DESCRIPTION OF THE TASK: Return the data below in full. Keep each character unchanged.

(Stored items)
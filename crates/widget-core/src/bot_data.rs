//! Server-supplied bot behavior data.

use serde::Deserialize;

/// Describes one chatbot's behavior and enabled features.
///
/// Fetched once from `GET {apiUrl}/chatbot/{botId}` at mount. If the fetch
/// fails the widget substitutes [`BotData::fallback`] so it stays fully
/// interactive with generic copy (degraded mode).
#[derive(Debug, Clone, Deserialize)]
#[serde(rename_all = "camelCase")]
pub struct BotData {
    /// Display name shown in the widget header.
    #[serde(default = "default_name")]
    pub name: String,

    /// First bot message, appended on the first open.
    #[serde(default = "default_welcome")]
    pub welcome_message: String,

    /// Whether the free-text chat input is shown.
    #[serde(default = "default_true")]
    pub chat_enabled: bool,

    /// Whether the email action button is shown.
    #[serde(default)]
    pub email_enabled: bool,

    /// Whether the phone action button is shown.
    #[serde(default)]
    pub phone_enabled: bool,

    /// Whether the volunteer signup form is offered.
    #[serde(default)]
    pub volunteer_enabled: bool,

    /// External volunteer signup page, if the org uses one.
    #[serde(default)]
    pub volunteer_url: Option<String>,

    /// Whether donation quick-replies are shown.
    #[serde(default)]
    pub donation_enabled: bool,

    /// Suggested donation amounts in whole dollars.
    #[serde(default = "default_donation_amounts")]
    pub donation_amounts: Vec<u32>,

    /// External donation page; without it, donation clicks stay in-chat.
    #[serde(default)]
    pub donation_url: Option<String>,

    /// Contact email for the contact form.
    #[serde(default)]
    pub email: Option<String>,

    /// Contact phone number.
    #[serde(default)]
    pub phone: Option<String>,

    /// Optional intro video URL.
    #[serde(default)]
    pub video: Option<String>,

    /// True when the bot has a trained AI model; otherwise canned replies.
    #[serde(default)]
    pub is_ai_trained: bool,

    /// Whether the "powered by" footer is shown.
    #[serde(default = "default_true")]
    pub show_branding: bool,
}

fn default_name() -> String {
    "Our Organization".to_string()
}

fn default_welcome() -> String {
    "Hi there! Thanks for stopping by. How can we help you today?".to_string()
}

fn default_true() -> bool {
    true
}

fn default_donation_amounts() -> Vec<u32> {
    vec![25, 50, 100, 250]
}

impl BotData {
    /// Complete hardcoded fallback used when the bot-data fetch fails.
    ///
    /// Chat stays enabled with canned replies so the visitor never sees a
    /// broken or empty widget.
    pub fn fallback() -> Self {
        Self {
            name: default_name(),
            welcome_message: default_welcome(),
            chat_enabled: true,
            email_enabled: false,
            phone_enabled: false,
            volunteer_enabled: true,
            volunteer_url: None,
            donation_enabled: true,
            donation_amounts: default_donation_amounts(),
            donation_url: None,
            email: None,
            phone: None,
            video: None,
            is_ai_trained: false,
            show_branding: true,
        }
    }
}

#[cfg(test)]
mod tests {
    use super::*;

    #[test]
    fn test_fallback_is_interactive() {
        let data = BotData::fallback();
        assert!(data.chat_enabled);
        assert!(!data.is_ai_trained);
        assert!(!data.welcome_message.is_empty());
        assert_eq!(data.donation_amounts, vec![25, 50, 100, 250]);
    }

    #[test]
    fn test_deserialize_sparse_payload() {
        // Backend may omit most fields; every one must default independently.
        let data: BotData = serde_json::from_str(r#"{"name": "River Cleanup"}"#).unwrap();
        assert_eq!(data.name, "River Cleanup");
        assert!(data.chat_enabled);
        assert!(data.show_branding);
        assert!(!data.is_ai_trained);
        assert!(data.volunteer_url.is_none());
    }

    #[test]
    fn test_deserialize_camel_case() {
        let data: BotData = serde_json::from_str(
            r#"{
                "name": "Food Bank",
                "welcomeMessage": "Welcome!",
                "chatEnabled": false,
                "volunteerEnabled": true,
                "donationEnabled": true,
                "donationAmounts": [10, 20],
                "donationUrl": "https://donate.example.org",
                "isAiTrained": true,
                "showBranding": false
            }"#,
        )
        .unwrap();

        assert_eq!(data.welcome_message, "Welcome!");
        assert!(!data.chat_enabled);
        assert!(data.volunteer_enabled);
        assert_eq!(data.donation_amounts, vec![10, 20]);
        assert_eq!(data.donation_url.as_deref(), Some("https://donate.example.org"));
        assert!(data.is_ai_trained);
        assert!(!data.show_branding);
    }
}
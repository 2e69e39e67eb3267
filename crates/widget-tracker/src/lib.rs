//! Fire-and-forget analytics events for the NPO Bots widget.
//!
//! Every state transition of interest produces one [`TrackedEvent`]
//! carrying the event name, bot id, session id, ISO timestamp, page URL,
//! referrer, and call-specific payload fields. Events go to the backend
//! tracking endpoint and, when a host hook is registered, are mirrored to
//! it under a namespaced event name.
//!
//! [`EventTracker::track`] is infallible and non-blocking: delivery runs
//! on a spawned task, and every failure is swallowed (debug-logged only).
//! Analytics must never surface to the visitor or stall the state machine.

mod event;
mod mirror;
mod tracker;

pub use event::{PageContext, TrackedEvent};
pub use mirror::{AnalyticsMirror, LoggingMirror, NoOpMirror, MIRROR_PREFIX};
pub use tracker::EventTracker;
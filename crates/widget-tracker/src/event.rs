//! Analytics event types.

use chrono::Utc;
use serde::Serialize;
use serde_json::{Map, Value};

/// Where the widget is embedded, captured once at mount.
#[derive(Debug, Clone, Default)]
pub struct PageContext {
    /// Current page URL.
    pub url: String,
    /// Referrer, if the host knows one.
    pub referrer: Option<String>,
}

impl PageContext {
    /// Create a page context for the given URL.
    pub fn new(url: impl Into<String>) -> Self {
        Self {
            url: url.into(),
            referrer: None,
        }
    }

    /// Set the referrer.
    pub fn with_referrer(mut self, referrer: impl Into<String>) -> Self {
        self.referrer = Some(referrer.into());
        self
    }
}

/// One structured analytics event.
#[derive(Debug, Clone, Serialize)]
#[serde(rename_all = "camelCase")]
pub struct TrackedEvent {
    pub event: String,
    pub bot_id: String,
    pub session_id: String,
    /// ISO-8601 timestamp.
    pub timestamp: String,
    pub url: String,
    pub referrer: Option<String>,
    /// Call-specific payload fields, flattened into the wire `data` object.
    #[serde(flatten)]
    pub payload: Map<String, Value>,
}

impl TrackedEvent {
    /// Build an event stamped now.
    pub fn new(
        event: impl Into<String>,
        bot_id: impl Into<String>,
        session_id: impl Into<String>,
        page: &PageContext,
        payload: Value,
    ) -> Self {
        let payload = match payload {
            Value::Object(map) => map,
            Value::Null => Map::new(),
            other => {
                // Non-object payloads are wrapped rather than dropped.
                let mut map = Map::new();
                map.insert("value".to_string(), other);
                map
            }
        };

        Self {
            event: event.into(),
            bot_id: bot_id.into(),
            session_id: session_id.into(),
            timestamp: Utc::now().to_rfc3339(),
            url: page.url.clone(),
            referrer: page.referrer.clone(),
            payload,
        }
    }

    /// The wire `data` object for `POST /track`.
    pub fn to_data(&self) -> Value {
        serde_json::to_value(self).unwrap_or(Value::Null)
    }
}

ANSWER BELOW:
filename crates/widget-core/src/bot_data.rs
//! Server-supplied bot behavior data.

use serde::Deserialize;

/// Describes one chatbot's behavior and enabled features.
///
/// Fetched once from `GET {apiUrl}/chatbot/{botId}` at mount. If the fetch
/// fails the widget substitutes [`BotData::fallback`] so it stays fully
/// interactive with generic copy (degraded mode).
#[derive(Debug, Clone, Deserialize)]
#[serde(rename_all = "camelCase")]
pub struct BotData {
    /// Display name shown in the widget header.
    #[serde(default = "default_name")]
    pub name: String,

    /// First bot message, appended on the first open.
    #[serde(default = "default_welcome")]
    pub welcome_message: String,

    /// Whether the free-text chat input is shown.
    #[serde(default = "default_true")]
    pub chat_enabled: bool,

    /// Whether the email action button is shown.
    #[serde(default)]
    pub email_enabled: bool,

    /// Whether the phone action button is shown.
    #[serde(default)]
    pub phone_enabled: bool,

    /// Whether the volunteer signup form is offered.
    #[serde(default)]
    pub volunteer_enabled: bool,

    /// External volunteer signup page, if the org uses one.
    #[serde(default)]
    pub volunteer_url: Option<String>,

    /// Whether donation quick-replies are shown.
    #[serde(default)]
    pub donation_enabled: bool,

    /// Suggested donation amounts in whole dollars.
    #[serde(default = "default_donation_amounts")]
    pub donation_amounts: Vec<u32>,

    /// External donation page; without it, donation clicks stay in-chat.
    #[serde(default)]
    pub donation_url: Option<String>,

    /// Contact email for the contact form.
    #[serde(default)]
    pub email: Option<String>,

    /// Contact phone number.
    #[serde(default)]
    pub phone: Option<String>,

    /// Optional intro video URL.
    #[serde(default)]
    pub video: Option<String>,

    /// True when the bot has a trained AI model; otherwise canned replies.
    #[serde(default)]
    pub is_ai_trained: bool,

    /// Whether the "powered by" footer is shown.
    #[serde(default = "default_true")]
    pub show_branding: bool,
}

fn default_name() -> String {
    "Our Organization".to_string()
}

fn default_welcome() -> String {
    "Hi there! Thanks for stopping by. How can we help you today?".to_string()
}

fn default_true() -> bool {
    true
}

fn default_donation_amounts() -> Vec<u32> {
    vec![25, 50, 100, 250]
}

impl BotData {
    /// Complete hardcoded fallback used when the bot-data fetch fails.
    ///
    /// Chat stays enabled with canned replies so the visitor never sees a
    /// broken or empty widget.
    pub fn fallback() -> Self {
        Self {
            name: default_name(),
            welcome_message: default_welcome(),
            chat_enabled: true,
            email_enabled: false,
            phone_enabled: false,
            volunteer_enabled: true,
            volunteer_url: None,
            donation_enabled: true,
            donation_amounts: default_donation_amounts(),
            donation_url: None,
            email: None,
            phone: None,
            video: None,
            is_ai_trained: false,
            show_branding: true,
        }
    }
}

#[cfg(test)]
mod tests {
    use super::*;

    #[test]
    fn test_fallback_is_interactive() {
        let data = BotData::fallback();
        assert!(data.chat_enabled);
        assert!(!data.is_ai_trained);
        assert!(!data.welcome_message.is_empty());
        assert_eq!(data.donation_amounts, vec![25, 50, 100, 250]);
    }

    #[test]
    fn test_deserialize_sparse_payload() {
        // Backend may omit most fields; every one must default independently.
        let data: BotData = serde_json::from_str(r#"{"name": "River Cleanup"}"#).unwrap();
        assert_eq!(data.name, "River Cleanup");
        assert!(data.chat_enabled);
        assert!(data.show_branding);
        assert!(!data.is_ai_trained);
        assert!(data.volunteer_url.is_none());
    }

    #[test]
    fn test_deserialize_camel_case() {
        let data: BotData = serde_json::from_str(
            r#"{
                "name": "Food Bank",
                "welcomeMessage": "Welcome!",
                "chatEnabled": false,
                "volunteerEnabled": true,
                "donationEnabled": true,
                "donationAmounts": [10, 20],
                "donationUrl": "https://donate.example.org",
                "isAiTrained": true,
                "showBranding": false
            }"#,
        )
        .unwrap();

        assert_eq!(data.welcome_message, "Welcome!");
        assert!(!data.chat_enabled);
        assert!(data.volunteer_enabled);
        assert_eq!(data.donation_amounts, vec![10, 20]);
        assert_eq!(data.donation_url.as_deref(), Some("https://donate.example.org"));
        assert!(data.is_ai_trained);
        assert!(!data.show_branding);
    }
}
repository 2e69e39e67eb3267
filename crates/widget-tracker/src/lib.rs
//! Fire-and-forget analytics events for the NPO Bots widget.
//!
//! Every state transition of interest produces one [`TrackedEvent`]
//! carrying the event name, bot id, session id, ISO timestamp, page URL,
//! referrer, and call-specific payload fields. Events go to the backend
//! tracking endpoint and, when a host hook is registered, are mirrored to
//! it under a namespaced event name.
//!
//! [`EventTracker::track`] is infallible and non-blocking: delivery runs
//! on a spawned task, and every failure is swallowed (debug-logged only).
//! Analytics must never surface to the visitor or stall the state machine.

mod event;
mod mirror;
mod tracker;

pub use event::{PageContext, TrackedEvent};
pub use mirror::{AnalyticsMirror, LoggingMirror, NoOpMirror, MIRROR_PREFIX};
pub use tracker::EventTracker;
filename crates/widget-tracker/src/event.rs
//! Analytics event types.

use chrono::Utc;
use serde::Serialize;
use serde_json::{Map, Value};

/// Where the widget is embedded, captured once at mount.
#[derive(Debug, Clone, Default)]
pub struct PageContext {
    /// Current page URL.
    pub url: String,
    /// Referrer, if the host knows one.
    pub referrer: Option<String>,
}

impl PageContext {
    /// Create a page context for the given URL.
    pub fn new(url: impl Into<String>) -> Self {
        Self {
            url: url.into(),
            referrer: None,
        }
    }

    /// Set the referrer.
    pub fn with_referrer(mut self, referrer: impl Into<String>) -> Self {
        self.referrer = Some(referrer.into());
        self
    }
}

/// One structured analytics event.
#[derive(Debug, Clone, Serialize)]
#[serde(rename_all = "camelCase")]
pub struct TrackedEvent {
    pub event: String,
    pub bot_id: String,
    pub session_id: String,
    /// ISO-8601 timestamp.
    pub timestamp: String,
    pub url: String,
    pub referrer: Option<String>,
    /// Call-specific payload fields, flattened into the wire `data` object.
    #[serde(flatten)]
    pub payload: Map<String, Value>,
}

impl TrackedEvent {
    /// Build an event stamped now.
    pub fn new(
        event: impl Into<String>,
        bot_id: impl Into<String>,
        session_id: impl Into<String>,
        page: &PageContext,
        payload: Value,
    ) -> Self {
        let payload = match payload {
            Value::Object(map) => map,
            Value::Null => Map::new(),
            other => {
                // Non-object payloads are wrapped rather than dropped.
                let mut map = Map::new();
                map.insert("value".to_string(), other);
                map
            }
        };

        Self {
            event: event.into(),
            bot_id: bot_id.into(),
            session_id: session_id.into(),
            timestamp: Utc::now().to_rfc3339(),
            url: page.url.clone(),
            referrer: page.referrer.clone(),
            payload,
        }
    }

    /// The wire `data` object for `POST /track`.
    pub fn to_data(&self) -> Value {
        serde_json::to_value(self).unwrap_or(Value::Null)
    }
}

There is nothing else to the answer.